TASK ITEM
Only those lines in the data below from the line containing "if index >= self.rows.len()" through the line containing "let index = self.find_by_rowid(rowid)?;", both included, should be restated word for word.

[SOURCE RECORDS Boundary: Start]

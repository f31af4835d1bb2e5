//! The test table: ordered rows, the test id counter, and the row lifecycle
//!
//! Covers both the table operations (add, remove, reorder, edit) and the
//! run operations (start, single-shot start, stop) plus the two push event
//! effects (active marker, waveform update).

use chrono::{NaiveDateTime, Timelike};

use labtable_core::prelude::*;
use labtable_core::{FieldSchema, Row, RowId, RowTemplate, Waveform};

/// What an `update` push event did to the table.
#[derive(Debug, Clone, Copy, PartialEq, Eq)]
pub struct UpdateOutcome {
    /// Index of the row that received the samples
    pub index: usize,
    /// The row was single-shot and has been stopped
    pub auto_stopped: bool,
}

/// Rows of one table plus the schema and template they were built from.
#[derive(Debug, Clone)]
pub struct TestTable {
    schema: FieldSchema,
    template: RowTemplate,
    rows: Vec<Row>,
    /// Last test id handed out; advanced by one per successful start
    last_tid: RowId,
}

impl TestTable {
    /// Editable table (test editor).
    pub fn new(schema: FieldSchema) -> Self {
        let template = RowTemplate::new(&schema);
        Self {
            schema,
            template,
            rows: Vec::new(),
            last_tid: 0,
        }
    }

    /// Table whose cells are never editable (log viewer).
    pub fn read_only(schema: FieldSchema) -> Self {
        let template = RowTemplate::read_only(&schema);
        Self {
            schema,
            template,
            rows: Vec::new(),
            last_tid: 0,
        }
    }

    pub fn schema(&self) -> &FieldSchema {
        &self.schema
    }

    pub fn template(&self) -> &RowTemplate {
        &self.template
    }

    pub fn rows(&self) -> &[Row] {
        &self.rows
    }

    pub fn row(&self, index: usize) -> Option<&Row> {
        self.rows.get(index)
    }

    pub fn len(&self) -> usize {
        self.rows.len()
    }

    pub fn is_empty(&self) -> bool {
        self.rows.is_empty()
    }

    pub fn last_tid(&self) -> RowId {
        self.last_tid
    }

    /// Replace every row and the counter, e.g. after a load.
    /// Swap in loaded rows. The counter never falls behind an id already
    /// present in the table.
    pub fn replace(&mut self, rows: Vec<Row>, last_tid: RowId) {
        let highest = rows.iter().filter_map(|row| row.rowid).max().unwrap_or(0);
        self.rows = rows;
        self.last_tid = last_tid.max(highest);
    }

    // ─────────────────────────────────────────────────────────
    // Table operations
    // ─────────────────────────────────────────────────────────

    /// Append a freshly stamped row. Returns its index.
    pub fn add_row(&mut self) -> usize {
        self.rows.push(self.template.stamp());
        self.rows.len() - 1
    }

    pub fn remove_row(&mut self, index: usize) -> Result<Row> {
        if index >= self.rows.len() {
            return Err(Error::RowNotFound { index });
        }
        Ok(self.rows.remove(index))
    }

    /// Remove the row carrying `rowid`, if any.
    pub fn remove_by_rowid(&mut self, rowid: RowId) -> Option<Row> {
        let index = self.find_by_rowid(rowid)?;
        Some(self.rows.remove(index))
    }

    /// Swap with the previous row. `false` at the top boundary.
    pub fn move_up(&mut self, index: usize) -> bool {
        if index == 0 || index >= self.rows.len() {
            return false;
        }
        self.rows.swap(index - 1, index);
        true
    }

    /// Swap with the next row. `false` at the bottom boundary.
    pub fn move_down(&mut self, index: usize) -> bool {
        if index + 1 >= self.rows.len() {
            return false;
        }
        self.rows.swap(index, index + 1);
        true
    }

    pub fn cell_editable(&self, index: usize, column: usize) -> bool {
        self.rows
            .get(index)
            .is_some_and(|row| self.template.cell_editable(row, column))
    }

    /// Commit a cell value, honoring the row's editability.
    pub fn edit_cell(&mut self, index: usize, column: usize, value: String) -> Result<()> {
        let row = self
            .rows
            .get_mut(index)
            .ok_or(Error::RowNotFound { index })?;
        if !self.template.cell_editable(row, column) {
            let name = self.schema.fields().get(column).cloned().unwrap_or_default();
            return Err(Error::cell_locked(name));
        }
        row.set_cell(column, value);
        Ok(())
    }

    // ─────────────────────────────────────────────────────────
    // Run operations
    // ─────────────────────────────────────────────────────────

    /// Start a run on the row at `index`.
    ///
    /// Assigns `last_tid + 1` and advances the counter only on success.
    /// A running row is rejected with [`Error::RowRunning`] and left as is.
    pub fn start(&mut self, index: usize, now: NaiveDateTime, singleshot: bool) -> Result<RowId> {
        let row = self
            .rows
            .get_mut(index)
            .ok_or(Error::RowNotFound { index })?;

        let current = self
            .last_tid
            .checked_add(1)
            .ok_or(Error::CounterExhausted {
                last_tid: self.last_tid,
            })?;
        let started = now.with_nanosecond(0).unwrap_or(now);
        row.start(&self.schema, current, started, singleshot)?;
        self.last_tid = current;

        info!(
            "Started test {} on row {}{}",
            current,
            index,
            if singleshot { " (single shot)" } else { "" }
        );
        Ok(current)
    }

    /// Stop the row at `index`. `Ok(false)` if it was idle.
    pub fn stop(&mut self, index: usize) -> Result<bool> {
        let row = self
            .rows
            .get_mut(index)
            .ok_or(Error::RowNotFound { index })?;
        let stopped = row.stop();
        if stopped {
            info!("Stopped test {:?} on row {}", row.rowid, index);
        }
        Ok(stopped)
    }

    // ─────────────────────────────────────────────────────────
    // Push event effects
    // ─────────────────────────────────────────────────────────

    pub fn find_by_rowid(&self, rowid: RowId) -> Option<usize> {
        self.rows.iter().position(|row| row.rowid == Some(rowid))
    }

    /// Clear every active marker, then mark the row carrying `rowid`.
    ///
    /// Returns the index of the newly active row, if one matched.
    pub fn set_active(&mut self, rowid: Option<RowId>) -> Option<usize> {
        for row in &mut self.rows {
            row.active = false;
        }
        let index = self.find_by_rowid(rowid?)?;
        self.rows[index].active = true;
        Some(index)
    }

    /// Apply an `update` event: auto-stop a single-shot row, then replace
    /// its waveform.
    ///
    /// Returns `None` when no row carries `rowid`.
    pub fn apply_update(&mut self, rowid: Option<RowId>, amp: Vec<f64>) -> Option<UpdateOutcome> {
        let index = self.find_by_rowid(rowid?)?;
        let row = &mut self.rows[index];

        let auto_stopped = row.is_singleshot() && row.stop();
        row.waveform = Some(Waveform::new(amp));

        Some(UpdateOutcome {
            index,
            auto_stopped,
        })
    }
}
#[cfg(test)]
mod tests {
    use super::*;
    use tock_registers::LocalRegisterCopy;

    #[test]
    fn chained_counter_halves() {
        let counter: LocalRegisterCopy<u32, CT_COUNTER_REG::Register> =
            LocalRegisterCopy::new(0x1234_abcd);
        assert_eq!(counter.read(CT_COUNTER_REG::COUNTER0), 0xabcd);
        assert_eq!(counter.read(CT_COUNTER_REG::COUNTER1), 0x1234);
    }

    #[test]
    fn up_down_counter_zero() {
        let mut ctrl: LocalRegisterCopy<u32, CT_GEN_CTRL::Register> = LocalRegisterCopy::new(0);
        ctrl.modify(
            CT_GEN_CTRL::COUNTER_IN_32_BIT_MODE::SET + CT_GEN_CTRL::COUNTER_0_UP_DOWN::UpDown,
        );
        assert_eq!(ctrl.get(), 0x21);
    }

    #[test]
    fn event_registers_are_listed_in_address_order() {
        assert_eq!(LAYOUT.registers.len(), 17 + 8 * 3);
        assert!(LAYOUT
            .registers
            .windows(2)
            .all(|pair| pair[0].offset < pair[1].offset));
        let intr_or = LAYOUT.registers.last().unwrap();
        assert_eq!((intr_or.name, intr_or.offset), ("CT_INTR_OR_EVENT", 0xbc));
    }

    #[test]
    fn resume_from_halt_bits() {
        let find = |name| LAYOUT.registers.iter().find(|r| r.name == name).unwrap();
        let halt = find("CT_HALT_COUNTER_EVENT_SEL");
        assert_eq!(halt.offset, 0x84);
        assert_eq!(halt.field("RESUME_FROM_HALT_COUNTER_0").unwrap().mask(), 1 << 6);
        assert_eq!(halt.field("RESUME_FROM_HALT_COUNTER_1").unwrap().mask(), 1 << 22);

        // The other selection registers keep bits 6 and 22 reserved.
        let stop = find("CT_STOP_COUNTER_EVENT_SEL");
        assert_eq!(stop.reserved_mask() & ((1 << 6) | (1 << 22)), (1 << 6) | (1 << 22));

        let ocu = find("CT_OCU_CTRL_REG");
        assert_eq!(ocu.field("OUTPUT_1_IS_OCU").unwrap().offset, 16);
    }
}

[SOURCE RECORDS Boundary: End]

ANSWER
        if index >= self.rows.len() {
            return Err(Error::RowNotFound { index });
        }
        Ok(self.rows.remove(index))
    }

    /// Remove the row carrying `rowid`, if any.
    pub fn remove_by_rowid(&mut self, rowid: RowId) -> Option<Row> {
        let index = self.find_by_rowid(rowid)?;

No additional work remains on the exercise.